**EXERCISE INPUTS:**

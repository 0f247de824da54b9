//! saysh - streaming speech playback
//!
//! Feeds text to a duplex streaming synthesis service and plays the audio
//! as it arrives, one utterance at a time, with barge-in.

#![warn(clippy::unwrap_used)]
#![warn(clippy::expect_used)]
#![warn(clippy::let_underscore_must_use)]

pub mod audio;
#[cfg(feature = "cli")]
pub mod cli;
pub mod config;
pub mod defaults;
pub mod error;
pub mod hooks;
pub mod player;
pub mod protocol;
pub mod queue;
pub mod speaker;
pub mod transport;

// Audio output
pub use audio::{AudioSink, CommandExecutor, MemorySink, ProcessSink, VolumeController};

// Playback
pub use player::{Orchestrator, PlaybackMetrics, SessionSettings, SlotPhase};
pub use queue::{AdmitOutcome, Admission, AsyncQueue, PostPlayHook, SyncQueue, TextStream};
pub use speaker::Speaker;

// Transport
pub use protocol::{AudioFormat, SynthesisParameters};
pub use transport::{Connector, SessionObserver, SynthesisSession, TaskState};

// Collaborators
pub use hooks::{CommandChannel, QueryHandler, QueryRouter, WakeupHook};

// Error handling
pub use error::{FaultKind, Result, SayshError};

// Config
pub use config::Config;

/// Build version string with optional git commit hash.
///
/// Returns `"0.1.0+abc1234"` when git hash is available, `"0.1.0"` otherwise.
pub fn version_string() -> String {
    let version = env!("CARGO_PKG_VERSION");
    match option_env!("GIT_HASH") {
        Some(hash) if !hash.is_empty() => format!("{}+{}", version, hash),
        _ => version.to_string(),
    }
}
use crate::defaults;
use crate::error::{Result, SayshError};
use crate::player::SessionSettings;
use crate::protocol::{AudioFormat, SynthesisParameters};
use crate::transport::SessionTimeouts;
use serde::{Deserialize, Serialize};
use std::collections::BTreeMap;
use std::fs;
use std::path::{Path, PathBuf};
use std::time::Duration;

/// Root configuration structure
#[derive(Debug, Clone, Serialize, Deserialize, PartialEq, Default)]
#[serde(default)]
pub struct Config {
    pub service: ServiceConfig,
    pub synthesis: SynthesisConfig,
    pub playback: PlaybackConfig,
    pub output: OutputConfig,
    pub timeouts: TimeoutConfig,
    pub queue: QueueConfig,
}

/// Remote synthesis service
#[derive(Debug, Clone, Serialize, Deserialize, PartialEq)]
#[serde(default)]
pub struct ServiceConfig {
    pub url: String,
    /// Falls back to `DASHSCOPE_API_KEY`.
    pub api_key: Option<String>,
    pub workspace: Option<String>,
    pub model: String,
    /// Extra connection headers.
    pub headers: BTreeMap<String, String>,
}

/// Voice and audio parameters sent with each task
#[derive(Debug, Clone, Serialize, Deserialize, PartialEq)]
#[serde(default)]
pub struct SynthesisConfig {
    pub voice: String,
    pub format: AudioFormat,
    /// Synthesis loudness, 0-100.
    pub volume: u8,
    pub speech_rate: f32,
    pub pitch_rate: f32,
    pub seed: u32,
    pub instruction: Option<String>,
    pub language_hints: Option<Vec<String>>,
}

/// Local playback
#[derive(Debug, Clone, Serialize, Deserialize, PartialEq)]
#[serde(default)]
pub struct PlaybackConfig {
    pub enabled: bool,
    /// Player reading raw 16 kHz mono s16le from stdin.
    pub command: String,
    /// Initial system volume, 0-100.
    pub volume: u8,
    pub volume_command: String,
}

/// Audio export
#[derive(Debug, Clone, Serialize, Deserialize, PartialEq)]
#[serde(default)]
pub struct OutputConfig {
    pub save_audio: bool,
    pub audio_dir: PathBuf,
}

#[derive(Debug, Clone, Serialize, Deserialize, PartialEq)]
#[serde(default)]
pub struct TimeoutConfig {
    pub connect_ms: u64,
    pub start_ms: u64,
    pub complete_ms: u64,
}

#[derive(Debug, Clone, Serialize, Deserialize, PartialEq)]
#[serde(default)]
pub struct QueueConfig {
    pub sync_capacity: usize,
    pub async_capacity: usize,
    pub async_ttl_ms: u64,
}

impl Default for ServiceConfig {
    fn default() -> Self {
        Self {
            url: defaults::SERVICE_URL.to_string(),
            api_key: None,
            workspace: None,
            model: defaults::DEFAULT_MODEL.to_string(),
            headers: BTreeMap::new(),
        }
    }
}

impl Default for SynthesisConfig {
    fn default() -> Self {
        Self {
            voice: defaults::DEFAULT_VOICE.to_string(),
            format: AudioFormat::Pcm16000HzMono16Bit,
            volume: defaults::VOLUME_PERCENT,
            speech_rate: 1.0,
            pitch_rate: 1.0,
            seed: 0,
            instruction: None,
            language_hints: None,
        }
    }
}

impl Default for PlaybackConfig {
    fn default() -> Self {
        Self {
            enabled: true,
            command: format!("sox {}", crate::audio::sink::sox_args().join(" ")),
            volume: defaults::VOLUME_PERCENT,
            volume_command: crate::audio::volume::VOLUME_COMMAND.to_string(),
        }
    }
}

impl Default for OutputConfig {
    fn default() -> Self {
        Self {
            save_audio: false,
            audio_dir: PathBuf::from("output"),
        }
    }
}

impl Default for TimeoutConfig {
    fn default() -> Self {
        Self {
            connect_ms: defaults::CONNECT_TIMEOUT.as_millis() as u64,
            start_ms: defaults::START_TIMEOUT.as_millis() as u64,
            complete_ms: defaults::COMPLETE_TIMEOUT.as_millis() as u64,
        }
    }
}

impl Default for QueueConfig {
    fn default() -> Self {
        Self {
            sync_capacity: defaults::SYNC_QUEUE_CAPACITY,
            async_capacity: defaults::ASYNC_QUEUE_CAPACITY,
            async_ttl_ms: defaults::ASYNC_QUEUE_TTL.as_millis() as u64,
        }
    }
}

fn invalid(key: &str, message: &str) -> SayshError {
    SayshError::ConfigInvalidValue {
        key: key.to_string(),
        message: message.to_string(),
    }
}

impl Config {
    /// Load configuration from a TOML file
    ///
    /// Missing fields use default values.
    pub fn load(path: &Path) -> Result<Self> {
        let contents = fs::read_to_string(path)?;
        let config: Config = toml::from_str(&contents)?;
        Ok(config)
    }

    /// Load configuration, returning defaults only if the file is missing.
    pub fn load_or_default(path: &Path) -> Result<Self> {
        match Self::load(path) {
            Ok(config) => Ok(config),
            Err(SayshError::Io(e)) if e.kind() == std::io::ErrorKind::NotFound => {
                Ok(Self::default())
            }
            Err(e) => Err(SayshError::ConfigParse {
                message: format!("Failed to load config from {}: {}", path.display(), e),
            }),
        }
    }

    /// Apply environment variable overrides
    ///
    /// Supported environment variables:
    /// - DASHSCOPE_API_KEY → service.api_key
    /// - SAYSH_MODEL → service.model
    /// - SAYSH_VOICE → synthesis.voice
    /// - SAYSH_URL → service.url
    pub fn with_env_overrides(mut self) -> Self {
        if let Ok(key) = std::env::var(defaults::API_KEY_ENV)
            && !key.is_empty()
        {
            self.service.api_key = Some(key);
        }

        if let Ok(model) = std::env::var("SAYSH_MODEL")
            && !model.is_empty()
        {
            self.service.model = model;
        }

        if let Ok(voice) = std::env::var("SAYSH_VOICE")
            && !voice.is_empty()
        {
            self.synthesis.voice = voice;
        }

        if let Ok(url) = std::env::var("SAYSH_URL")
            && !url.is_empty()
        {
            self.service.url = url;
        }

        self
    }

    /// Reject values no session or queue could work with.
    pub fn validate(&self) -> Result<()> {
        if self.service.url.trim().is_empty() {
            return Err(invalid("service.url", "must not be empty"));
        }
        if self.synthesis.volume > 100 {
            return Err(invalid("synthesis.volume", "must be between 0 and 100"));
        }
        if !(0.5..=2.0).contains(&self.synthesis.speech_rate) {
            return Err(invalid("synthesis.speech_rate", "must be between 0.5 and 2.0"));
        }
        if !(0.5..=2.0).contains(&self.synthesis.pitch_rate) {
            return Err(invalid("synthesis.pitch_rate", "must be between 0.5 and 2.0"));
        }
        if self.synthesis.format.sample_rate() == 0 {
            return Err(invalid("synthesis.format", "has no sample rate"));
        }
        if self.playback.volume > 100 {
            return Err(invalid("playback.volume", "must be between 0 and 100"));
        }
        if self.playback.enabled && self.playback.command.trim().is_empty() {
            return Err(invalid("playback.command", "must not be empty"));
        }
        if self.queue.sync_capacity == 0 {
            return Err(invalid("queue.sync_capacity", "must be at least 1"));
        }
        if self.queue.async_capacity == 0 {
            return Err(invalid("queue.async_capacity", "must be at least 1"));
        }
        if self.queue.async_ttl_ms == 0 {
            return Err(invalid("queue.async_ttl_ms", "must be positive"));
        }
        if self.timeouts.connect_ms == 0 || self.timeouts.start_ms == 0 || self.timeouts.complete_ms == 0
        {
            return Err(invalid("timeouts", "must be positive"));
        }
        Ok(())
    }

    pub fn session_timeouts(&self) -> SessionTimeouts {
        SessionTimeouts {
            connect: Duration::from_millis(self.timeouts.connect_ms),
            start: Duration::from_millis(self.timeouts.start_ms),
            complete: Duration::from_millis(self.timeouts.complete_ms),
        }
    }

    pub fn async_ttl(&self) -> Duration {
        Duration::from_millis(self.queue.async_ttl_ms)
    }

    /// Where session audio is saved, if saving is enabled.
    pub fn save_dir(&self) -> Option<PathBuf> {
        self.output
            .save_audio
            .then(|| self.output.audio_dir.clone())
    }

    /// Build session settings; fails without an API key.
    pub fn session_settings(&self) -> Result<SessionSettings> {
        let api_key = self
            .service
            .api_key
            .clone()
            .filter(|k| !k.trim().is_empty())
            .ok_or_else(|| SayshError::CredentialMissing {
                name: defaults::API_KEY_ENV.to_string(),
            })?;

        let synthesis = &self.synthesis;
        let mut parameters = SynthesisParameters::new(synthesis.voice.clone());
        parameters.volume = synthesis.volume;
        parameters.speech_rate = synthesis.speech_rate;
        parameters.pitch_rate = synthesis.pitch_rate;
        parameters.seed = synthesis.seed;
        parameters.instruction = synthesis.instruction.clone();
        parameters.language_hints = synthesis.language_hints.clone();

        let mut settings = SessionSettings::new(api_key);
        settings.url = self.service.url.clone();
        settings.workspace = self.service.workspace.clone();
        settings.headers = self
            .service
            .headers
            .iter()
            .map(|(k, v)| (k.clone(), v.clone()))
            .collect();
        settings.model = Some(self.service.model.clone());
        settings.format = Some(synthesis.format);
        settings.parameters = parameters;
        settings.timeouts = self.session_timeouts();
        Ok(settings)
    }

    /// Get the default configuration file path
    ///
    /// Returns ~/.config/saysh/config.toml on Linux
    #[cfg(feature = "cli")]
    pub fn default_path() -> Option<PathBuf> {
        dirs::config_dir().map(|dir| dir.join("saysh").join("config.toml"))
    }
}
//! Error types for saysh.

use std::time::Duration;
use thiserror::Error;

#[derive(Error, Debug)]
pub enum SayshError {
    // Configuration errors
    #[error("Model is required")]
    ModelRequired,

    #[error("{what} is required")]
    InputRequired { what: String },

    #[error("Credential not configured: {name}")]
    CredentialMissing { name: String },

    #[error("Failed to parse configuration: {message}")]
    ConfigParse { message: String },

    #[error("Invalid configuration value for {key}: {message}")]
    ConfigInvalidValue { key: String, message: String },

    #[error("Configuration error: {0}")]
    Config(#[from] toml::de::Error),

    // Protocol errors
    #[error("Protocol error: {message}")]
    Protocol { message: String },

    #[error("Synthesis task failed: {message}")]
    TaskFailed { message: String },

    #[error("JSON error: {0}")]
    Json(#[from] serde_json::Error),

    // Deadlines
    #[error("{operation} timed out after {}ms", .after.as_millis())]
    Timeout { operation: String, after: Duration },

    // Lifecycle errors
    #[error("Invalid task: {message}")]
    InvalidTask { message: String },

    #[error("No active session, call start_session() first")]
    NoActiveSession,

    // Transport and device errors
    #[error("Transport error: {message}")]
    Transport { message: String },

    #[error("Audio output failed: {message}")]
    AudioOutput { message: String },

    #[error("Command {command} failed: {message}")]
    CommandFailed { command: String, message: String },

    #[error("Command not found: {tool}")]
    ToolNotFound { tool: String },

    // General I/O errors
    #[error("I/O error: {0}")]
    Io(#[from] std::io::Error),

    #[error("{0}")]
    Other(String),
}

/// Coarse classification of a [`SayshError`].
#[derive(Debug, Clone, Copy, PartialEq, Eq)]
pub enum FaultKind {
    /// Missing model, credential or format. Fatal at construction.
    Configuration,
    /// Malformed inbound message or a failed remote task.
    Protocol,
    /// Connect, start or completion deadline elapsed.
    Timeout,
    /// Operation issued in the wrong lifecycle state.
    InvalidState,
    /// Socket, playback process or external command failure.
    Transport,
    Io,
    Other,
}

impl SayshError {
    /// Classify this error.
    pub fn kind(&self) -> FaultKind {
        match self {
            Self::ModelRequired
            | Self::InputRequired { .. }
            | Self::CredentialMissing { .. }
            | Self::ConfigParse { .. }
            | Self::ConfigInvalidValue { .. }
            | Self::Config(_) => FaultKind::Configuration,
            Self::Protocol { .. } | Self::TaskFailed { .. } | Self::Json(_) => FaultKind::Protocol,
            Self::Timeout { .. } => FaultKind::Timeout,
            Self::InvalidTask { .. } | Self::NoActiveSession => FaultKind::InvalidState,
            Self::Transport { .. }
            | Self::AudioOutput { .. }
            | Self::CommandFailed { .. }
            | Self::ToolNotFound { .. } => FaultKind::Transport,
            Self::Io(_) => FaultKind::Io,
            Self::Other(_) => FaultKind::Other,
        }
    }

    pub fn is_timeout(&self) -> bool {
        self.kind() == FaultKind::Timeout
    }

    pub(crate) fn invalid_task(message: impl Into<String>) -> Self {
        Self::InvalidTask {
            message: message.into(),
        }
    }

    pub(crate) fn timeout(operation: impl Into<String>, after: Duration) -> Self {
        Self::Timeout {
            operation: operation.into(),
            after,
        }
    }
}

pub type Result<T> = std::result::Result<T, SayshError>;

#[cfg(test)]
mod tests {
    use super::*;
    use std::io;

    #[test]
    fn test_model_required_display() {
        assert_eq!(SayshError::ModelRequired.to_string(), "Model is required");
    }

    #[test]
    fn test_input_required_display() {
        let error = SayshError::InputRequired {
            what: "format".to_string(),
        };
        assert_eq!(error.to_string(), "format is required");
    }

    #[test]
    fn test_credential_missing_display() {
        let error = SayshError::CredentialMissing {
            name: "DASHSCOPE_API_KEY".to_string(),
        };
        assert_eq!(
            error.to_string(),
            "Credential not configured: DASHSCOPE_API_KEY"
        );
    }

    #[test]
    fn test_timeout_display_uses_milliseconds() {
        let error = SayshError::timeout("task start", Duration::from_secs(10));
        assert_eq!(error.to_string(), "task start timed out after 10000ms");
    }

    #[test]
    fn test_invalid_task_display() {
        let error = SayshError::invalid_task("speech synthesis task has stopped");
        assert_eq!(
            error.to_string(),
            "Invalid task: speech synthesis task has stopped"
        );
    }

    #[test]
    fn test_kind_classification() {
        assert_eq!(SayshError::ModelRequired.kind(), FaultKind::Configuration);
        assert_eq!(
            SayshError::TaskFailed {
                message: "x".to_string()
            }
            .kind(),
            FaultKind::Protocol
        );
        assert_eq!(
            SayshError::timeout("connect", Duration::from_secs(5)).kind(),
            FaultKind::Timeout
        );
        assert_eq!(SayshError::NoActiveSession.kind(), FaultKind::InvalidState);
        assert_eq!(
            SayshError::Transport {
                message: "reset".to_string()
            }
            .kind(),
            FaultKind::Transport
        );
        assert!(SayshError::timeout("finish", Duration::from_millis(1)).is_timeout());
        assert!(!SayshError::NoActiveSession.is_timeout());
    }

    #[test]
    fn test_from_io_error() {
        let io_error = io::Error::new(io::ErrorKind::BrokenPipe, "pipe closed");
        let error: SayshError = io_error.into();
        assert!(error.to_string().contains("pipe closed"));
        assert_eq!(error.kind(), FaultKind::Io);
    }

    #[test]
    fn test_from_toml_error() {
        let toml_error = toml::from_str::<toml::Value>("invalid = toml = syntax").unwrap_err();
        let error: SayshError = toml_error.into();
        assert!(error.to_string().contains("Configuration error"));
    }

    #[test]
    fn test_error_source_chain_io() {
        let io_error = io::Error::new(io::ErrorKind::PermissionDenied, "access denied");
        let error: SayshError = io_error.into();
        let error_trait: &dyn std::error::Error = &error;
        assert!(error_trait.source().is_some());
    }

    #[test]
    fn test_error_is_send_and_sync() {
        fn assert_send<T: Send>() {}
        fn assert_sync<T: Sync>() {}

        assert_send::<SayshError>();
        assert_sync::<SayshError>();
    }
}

**TASK TO COMPLETE:** Only the lines from the top of the data through the line that contains "#![warn(clippy::expect_used)]" should be quoted, exactly as they stand.

**EXPECTED ANSWER:**
repository 0f247de824da54b9
//! saysh - streaming speech playback
//!
//! Feeds text to a duplex streaming synthesis service and plays the audio
//! as it arrives, one utterance at a time, with barge-in.

#![warn(clippy::unwrap_used)]
#![warn(clippy::expect_used)]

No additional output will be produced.